Eran años muy duros. Éramos felices, una piña, pero no sobraba el dinero. Recuerdo a mi padre siempre trabajando, a veces, como decía él, para el demonio, porque después de un año de esfuerzo máximo junto con mi madre, llegaba una maldita helada, el mildium o la tormenta del pedrisco y el sueño de la cosecha de uvas, nuestro principal cultivo, se perdía en una tarde o una noche aciaga. Eso significaba un año entero sin ingresos, "vivir no de lo que ganamos, sino de lo que no gastamos", según una frase acuñada por él que le gustaba repetir. Pero ni en los más trágicos momentos perdía la calma.

-"Mientras haya cabeza no ahorcan a uno por los pies", o "que venga por las viñas y no por la familia", decía con una sonrisa optimista y un gran aplomo.

Por eso, su segunda obsesión era mi educación, que yo estudiase. Aunque él apenas había ido a la escuela o quizás por eso, su proyecto más importante es que yo tenía que ir a la Universidad.

-Pauli, si no quieres ser un desgraciado como yo, tienes que estudiar, era el sonsonete que me repetía tanto en los buenos como malos momentos de mi vida como estudiante. Lo recuerdo visitándome primero en Salamanca y después en Madrid, llegando en el coche de línea con un cargamento de chorizos, jamón, aceite e incluso de patatas. A la vista de tanto bulto, que recordaba las películas de Paco Martínez Soria, yo le gastaba bromas, diciéndole que la gente fina viajaba únicamente con una maletita y una tarjeta de crédito, a lo que él respondía con un emocionado abrazo y un "¡pero... serás cabrón!"

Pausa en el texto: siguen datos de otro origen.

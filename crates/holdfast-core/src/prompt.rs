//! Interaction prompt.
//!
//! [`Prompt`] caches the last applied `(active, message)` pair and only
//! touches the [`PromptSurface`] when it changes.

use serde::{Deserialize, Serialize};

/// UI surface that displays the interaction prompt.
pub trait PromptSurface {
    /// Shows or hides the prompt panel.
    fn set_panel_visible(&mut self, visible: bool);

    /// Replaces the prompt text.
    fn set_text(&mut self, text: &str);
}

/// Recording surface: keeps its state and counts writes.
#[derive(Debug, Clone, Default, PartialEq, Eq, Serialize, Deserialize)]
pub struct TextPanel {
    visible: bool,
    text: String,
    visibility_writes: u32,
    text_writes: u32,
}

impl TextPanel {
    /// Whether the panel is visible.
    #[must_use]
    pub fn is_visible(&self) -> bool {
        self.visible
    }

    /// Current text.
    #[must_use]
    pub fn text(&self) -> &str {
        &self.text
    }

    /// Number of `set_panel_visible` calls.
    #[must_use]
    pub fn visibility_writes(&self) -> u32 {
        self.visibility_writes
    }

    /// Number of `set_text` calls.
    #[must_use]
    pub fn text_writes(&self) -> u32 {
        self.text_writes
    }

    /// Total surface writes.
    #[must_use]
    pub fn writes(&self) -> u32 {
        self.visibility_writes + self.text_writes
    }
}

impl PromptSurface for TextPanel {
    fn set_panel_visible(&mut self, visible: bool) {
        self.visible = visible;
        self.visibility_writes += 1;
    }

    fn set_text(&mut self, text: &str) {
        text.clone_into(&mut self.text);
        self.text_writes += 1;
    }
}

/// Last applied prompt state.
#[derive(Debug, Clone, Default, PartialEq, Eq, Serialize, Deserialize)]
pub struct PromptState {
    /// Whether the prompt is shown.
    pub active: bool,
    /// Prompt text (meaningful only while active).
    pub message: String,
}

/// Prompt driver with idempotent writes.
///
/// # Example
///
/// ```
/// use holdfast_core::prompt::{Prompt, TextPanel};
///
/// let mut prompt = Prompt::new(Some(TextPanel::default()));
/// let before = prompt.surface().unwrap().writes();
///
/// assert!(prompt.show(true, "[E] pick up"));
/// assert!(!prompt.show(true, "[E] pick up"));
/// assert_eq!(prompt.surface().unwrap().writes(), before + 2);
/// ```
#[derive(Debug, Clone)]
pub struct Prompt<S> {
    state: PromptState,
    surface: Option<S>,
    panel_visible: bool,
}

impl<S: PromptSurface> Prompt<S> {
    /// Creates a driver and hides the panel.
    ///
    /// Without a surface the driver still tracks state but writes nothing.
    pub fn new(mut surface: Option<S>) -> Self {
        if let Some(surface) = &mut surface {
            surface.set_panel_visible(false);
        }
        Self {
            state: PromptState::default(),
            surface,
            panel_visible: false,
        }
    }

    /// Applies `(active, message)`. Returns whether anything changed.
    ///
    /// Hiding leaves the text untouched. Showing writes visibility only if it
    /// changed and always writes the text.
    pub fn show(&mut self, active: bool, message: &str) -> bool {
        if self.state.active == active && self.state.message == message {
            return false;
        }
        self.state.active = active;
        message.clone_into(&mut self.state.message);

        if let Some(surface) = &mut self.surface {
            if self.panel_visible != active {
                surface.set_panel_visible(active);
                self.panel_visible = active;
            }
            if active {
                surface.set_text(message);
            }
        }
        true
    }

    /// Hides the prompt.
    pub fn hide(&mut self) -> bool {
        self.show(false, "")
    }

    /// Last applied state.
    #[must_use]
    pub fn state(&self) -> &PromptState {
        &self.state
    }

    /// Whether the prompt is shown.
    #[must_use]
    pub fn is_active(&self) -> bool {
        self.state.active
    }

    /// The surface, if one was provided.
    #[must_use]
    pub fn surface(&self) -> Option<&S> {
        self.surface.as_ref()
    }
}
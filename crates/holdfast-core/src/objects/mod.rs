//! Reference object behaviors.
//!
//! [`ObjectBehavior`] is the closed set of behaviors shipped with the crate,
//! plus a [`Custom`](ObjectBehavior::Custom) escape hatch for user types.
//! Capabilities are reached through explicit accessors that return `None`
//! when a behavior does not support them.
//!
//! | Behavior | Interactable | Usable | SecondaryUsable |
//! |----------|--------------|--------|-----------------|
//! | [`PickableBox`] | pickup, refuses when hand full | - | lid toggle |
//! | [`ColorChangerBox`] | always | - | - |
//! | [`Lamp`] | always | - | - |
//! | [`Flashlight`] | pickup, refuses when hand full | beam toggle | - |

mod animator;
mod color_changer;
mod flashlight;
mod lamp;
mod pickable_box;

pub use animator::AnimationParams;
pub use color_changer::ColorChangerBox;
pub use flashlight::Flashlight;
pub use lamp::Lamp;
pub use pickable_box::{PickableBox, IS_OPEN_PARAM};

use crate::interaction::{Interactable, SecondaryUsable, Usable, WorldBehavior};

/// Behavior attached to a world object.
#[derive(Debug)]
pub enum ObjectBehavior {
    /// Carryable box with a lid.
    PickableBox(PickableBox),
    /// Box that recolours itself.
    ColorChangerBox(ColorChangerBox),
    /// Switchable lamp.
    Lamp(Lamp),
    /// Carryable flashlight.
    Flashlight(Flashlight),
    /// User-defined behavior.
    Custom(Box<dyn WorldBehavior>),
}

impl ObjectBehavior {
    /// Wraps a user-defined behavior.
    pub fn custom(behavior: impl WorldBehavior + 'static) -> Self {
        Self::Custom(Box::new(behavior))
    }

    // =========================================================================
    // Capabilities
    // =========================================================================

    /// Shared access to the interactable capability.
    #[must_use]
    pub fn as_interactable(&self) -> Option<&dyn Interactable> {
        match self {
            Self::PickableBox(b) => Some(b),
            Self::ColorChangerBox(b) => Some(b),
            Self::Lamp(l) => Some(l),
            Self::Flashlight(f) => Some(f),
            Self::Custom(c) => c.as_interactable(),
        }
    }

    /// Mutable access to the interactable capability.
    pub fn as_interactable_mut(&mut self) -> Option<&mut dyn Interactable> {
        match self {
            Self::PickableBox(b) => Some(b),
            Self::ColorChangerBox(b) => Some(b),
            Self::Lamp(l) => Some(l),
            Self::Flashlight(f) => Some(f),
            Self::Custom(c) => c.as_interactable_mut(),
        }
    }

    /// Mutable access to the primary-use capability.
    pub fn as_usable_mut(&mut self) -> Option<&mut dyn Usable> {
        match self {
            Self::Flashlight(f) => Some(f),
            Self::Custom(c) => c.as_usable_mut(),
            _ => None,
        }
    }

    /// Mutable access to the secondary-use capability.
    pub fn as_secondary_usable_mut(&mut self) -> Option<&mut dyn SecondaryUsable> {
        match self {
            Self::PickableBox(b) => Some(b),
            Self::Custom(c) => c.as_secondary_usable_mut(),
            _ => None,
        }
    }

    // =========================================================================
    // Typed access
    // =========================================================================

    /// Returns the box if this is a [`PickableBox`].
    #[must_use]
    pub const fn as_pickable_box(&self) -> Option<&PickableBox> {
        match self {
            Self::PickableBox(b) => Some(b),
            _ => None,
        }
    }

    /// Returns the box if this is a [`ColorChangerBox`].
    #[must_use]
    pub const fn as_color_changer(&self) -> Option<&ColorChangerBox> {
        match self {
            Self::ColorChangerBox(b) => Some(b),
            _ => None,
        }
    }

    /// Returns the lamp if this is a [`Lamp`].
    #[must_use]
    pub const fn as_lamp(&self) -> Option<&Lamp> {
        match self {
            Self::Lamp(l) => Some(l),
            _ => None,
        }
    }

    /// Returns the flashlight if this is a [`Flashlight`].
    #[must_use]
    pub const fn as_flashlight(&self) -> Option<&Flashlight> {
        match self {
            Self::Flashlight(f) => Some(f),
            _ => None,
        }
    }

    /// Short name for logs and summaries.
    #[must_use]
    pub const fn kind(&self) -> &'static str {
        match self {
            Self::PickableBox(_) => "pickable_box",
            Self::ColorChangerBox(_) => "color_changer_box",
            Self::Lamp(_) => "lamp",
            Self::Flashlight(_) => "flashlight",
            Self::Custom(_) => "custom",
        }
    }
}

impl From<PickableBox> for ObjectBehavior {
    fn from(value: PickableBox) -> Self {
        Self::PickableBox(value)
    }
}

impl From<ColorChangerBox> for ObjectBehavior {
    fn from(value: ColorChangerBox) -> Self {
        Self::ColorChangerBox(value)
    }
}

impl From<Lamp> for ObjectBehavior {
    fn from(value: Lamp) -> Self {
        Self::Lamp(value)
    }
}

impl From<Flashlight> for ObjectBehavior {
    fn from(value: Flashlight) -> Self {
        Self::Flashlight(value)
    }
}
//! Test setup helpers.

use glam::Vec3;
use holdfast_scene::{Collider, LayerMask, ObjectId, RigidBody, SceneObject};

use crate::config::ControllerConfig;
use crate::controller::FirstPersonController;
use crate::input::{Action, InputReader};
use crate::objects::{ObjectBehavior, PickableBox};
use crate::prompt::TextPanel;
use crate::world::World;

/// Fixed tick used by the scenarios.
pub const DT: f32 = 1.0 / 60.0;

/// Camera height of the default rig.
pub const EYE: f32 = 1.6;

// =============================================================================
// Setup
// =============================================================================

/// World, input and a default player at the origin facing `-Z`.
pub struct Harness {
    pub world: World,
    pub input: InputReader,
    pub player: FirstPersonController,
}

impl Harness {
    pub fn new() -> Self {
        Self::with_config(ControllerConfig::default())
    }

    pub fn with_config(config: ControllerConfig) -> Self {
        let mut world = World::default();
        let mut input = InputReader::new();
        let player = FirstPersonController::spawn(
            &mut world,
            &mut input,
            config,
            Vec3::ZERO,
            Some(TextPanel::default()),
        );
        Self {
            world,
            input,
            player,
        }
    }

    /// Runs one tick.
    pub fn tick(&mut self) {
        self.player.tick(&mut self.world, &mut self.input, DT);
    }

    /// Runs `n` ticks.
    pub fn run(&mut self, n: usize) {
        for _ in 0..n {
            self.tick();
        }
    }

    /// Performs `action` and runs one tick to consume it.
    pub fn press(&mut self, action: Action) {
        self.input.perform(action);
        self.tick();
    }

    /// The player's prompt panel.
    pub fn panel(&self) -> &TextPanel {
        self.player
            .scanner()
            .prompt()
            .surface()
            .expect("harness player has a panel")
    }

    /// Spawns `behavior` as a dynamic box at eye level, `distance` ahead.
    pub fn spawn_ahead(&mut self, distance: f32, behavior: impl Into<ObjectBehavior>) -> ObjectId {
        spawn_box(&mut self.world, Vec3::new(0.0, EYE, -distance), behavior)
    }

    /// Spawns a pickable box off to the right, outside the view ray.
    pub fn spawn_box_aside(&mut self) -> ObjectId {
        spawn_box(&mut self.world, Vec3::new(3.0, EYE, -2.0), PickableBox::new())
    }
}

/// Spawns an interactable dynamic box (half extent 0.25) at `position`.
pub fn spawn_box(
    world: &mut World,
    position: Vec3,
    behavior: impl Into<ObjectBehavior>,
) -> ObjectId {
    world.spawn_with(box_object(position), behavior)
}

/// Scene object for a 0.5 m interactable box with a unit-mass body.
pub fn box_object(position: Vec3) -> SceneObject {
    SceneObject::at(position)
        .with_collider(Collider::cuboid(Vec3::splat(0.25)))
        .with_layer(LayerMask::INTERACTABLE)
        .with_body(RigidBody::default())
}
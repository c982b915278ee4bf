//! World: scene plus object behaviors.
//!
//! The [`Scene`] owns spatial state (transforms, colliders, bodies,
//! attachments). The [`ObjectTable`] owns gameplay behavior keyed by the same
//! [`ObjectId`]. [`World`] keeps the two in step: spawning registers both,
//! despawning removes both.

use std::collections::BTreeMap;

use holdfast_scene::{ObjectId, Scene, SceneConfig, SceneObject};
use tracing::debug;

use crate::interaction::Interactable;
use crate::objects::ObjectBehavior;

/// Behaviors keyed by object id.
#[derive(Debug, Default)]
pub struct ObjectTable {
    behaviors: BTreeMap<ObjectId, ObjectBehavior>,
}

impl ObjectTable {
    /// Creates an empty table.
    #[must_use]
    pub fn new() -> Self {
        Self::default()
    }

    /// Registers a behavior, replacing any previous one for `id`.
    pub fn insert(&mut self, id: ObjectId, behavior: ObjectBehavior) -> Option<ObjectBehavior> {
        self.behaviors.insert(id, behavior)
    }

    /// Removes a behavior.
    pub fn remove(&mut self, id: ObjectId) -> Option<ObjectBehavior> {
        self.behaviors.remove(&id)
    }

    /// Returns the behavior for `id`.
    #[must_use]
    pub fn get(&self, id: ObjectId) -> Option<&ObjectBehavior> {
        self.behaviors.get(&id)
    }

    /// Returns the behavior for `id` mutably.
    pub fn get_mut(&mut self, id: ObjectId) -> Option<&mut ObjectBehavior> {
        self.behaviors.get_mut(&id)
    }

    /// Whether `id` has a behavior.
    #[must_use]
    pub fn contains(&self, id: ObjectId) -> bool {
        self.behaviors.contains_key(&id)
    }

    /// Interactable capability of `id`, if it exists and has one.
    #[must_use]
    pub fn interactable(&self, id: ObjectId) -> Option<&dyn Interactable> {
        self.get(id).and_then(ObjectBehavior::as_interactable)
    }

    /// Mutable interactable capability of `id`, if it exists and has one.
    pub fn interactable_mut(&mut self, id: ObjectId) -> Option<&mut dyn Interactable> {
        self.get_mut(id).and_then(ObjectBehavior::as_interactable_mut)
    }

    /// Iterates behaviors in id order.
    pub fn iter(&self) -> impl Iterator<Item = (ObjectId, &ObjectBehavior)> {
        self.behaviors.iter().map(|(id, b)| (*id, b))
    }

    /// Number of registered behaviors.
    #[must_use]
    pub fn len(&self) -> usize {
        self.behaviors.len()
    }

    /// Whether the table is empty.
    #[must_use]
    pub fn is_empty(&self) -> bool {
        self.behaviors.is_empty()
    }
}

/// Scene and behaviors under one owner.
///
/// # Example
///
/// ```
/// use glam::Vec3;
/// use holdfast_core::objects::Lamp;
/// use holdfast_core::world::World;
/// use holdfast_scene::SceneObject;
///
/// let mut world = World::default();
/// let lamp = world.spawn_with(SceneObject::at(Vec3::Y), Lamp::default());
/// assert!(world.objects().interactable(lamp).is_some());
///
/// world.despawn(lamp);
/// assert!(!world.scene().contains(lamp));
/// assert!(world.objects().get(lamp).is_none());
/// ```
#[derive(Debug, Default)]
pub struct World {
    scene: Scene,
    objects: ObjectTable,
}

impl World {
    /// Creates an empty world.
    #[must_use]
    pub fn new(config: SceneConfig) -> Self {
        Self {
            scene: Scene::new(config),
            objects: ObjectTable::new(),
        }
    }

    /// Spawns a scene object with no behavior.
    pub fn spawn(&mut self, object: SceneObject) -> ObjectId {
        self.scene.spawn(object)
    }

    /// Spawns a scene object and registers its behavior.
    pub fn spawn_with(&mut self, object: SceneObject, behavior: impl Into<ObjectBehavior>) -> ObjectId {
        let id = self.scene.spawn(object);
        let behavior = behavior.into();
        debug!(object = %id, kind = behavior.kind(), "spawned");
        self.objects.insert(id, behavior);
        id
    }

    /// Removes an object and its behavior. Returns whether it existed.
    pub fn despawn(&mut self, id: ObjectId) -> bool {
        let had_behavior = self.objects.remove(id).is_some();
        let had_object = self.scene.despawn(id).is_some();
        if had_object || had_behavior {
            debug!(object = %id, "despawned");
        }
        had_object || had_behavior
    }

    /// The scene.
    #[must_use]
    pub fn scene(&self) -> &Scene {
        &self.scene
    }

    /// The scene, mutably.
    pub fn scene_mut(&mut self) -> &mut Scene {
        &mut self.scene
    }

    /// The behavior table.
    #[must_use]
    pub fn objects(&self) -> &ObjectTable {
        &self.objects
    }

    /// The behavior table, mutably.
    pub fn objects_mut(&mut self) -> &mut ObjectTable {
        &mut self.objects
    }

    /// Borrows scene and behaviors mutably at the same time.
    pub fn split_mut(&mut self) -> (&mut Scene, &mut ObjectTable) {
        (&mut self.scene, &mut self.objects)
    }

    /// Advances body simulation and re-resolves attachments.
    pub fn step(&mut self, dt: f32) {
        self.scene.step(dt);
        self.scene.sync_attachments();
    }
}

Ahora, a unos días de su muerte, cuando escribo estas líneas entre lágrimas y desgarros, me aferro y me consuelo recordando su sonrisa sincera, sus aforismos, su determinación, su pasión por el campo, su energía, su patriotismo y el sentido común con el que lo explicaba todo.

A mi padre Paulino van dedicadas estas líneas, pero también a su generación, a tantos hombres y mujeres de estos campos, hijos de la posguerra y de todas sus necesidades y estreches, que consiguieron que sus hijos pasaran el Rubicón de la fatalidad, rompiendo la inercia de la historia que los condenaba a malvivir encadenados en los duros oficios de sus antepasados. Como en el caso de mi padre, es una generación que desconoció el ocio, el síndrome posvacacional y esa visión tan quejica y apocalíptica de España que tanto nos asfixia en los últimos tiempos. Su vida fue trabajar para los hijos, sin esperar nada a cambio.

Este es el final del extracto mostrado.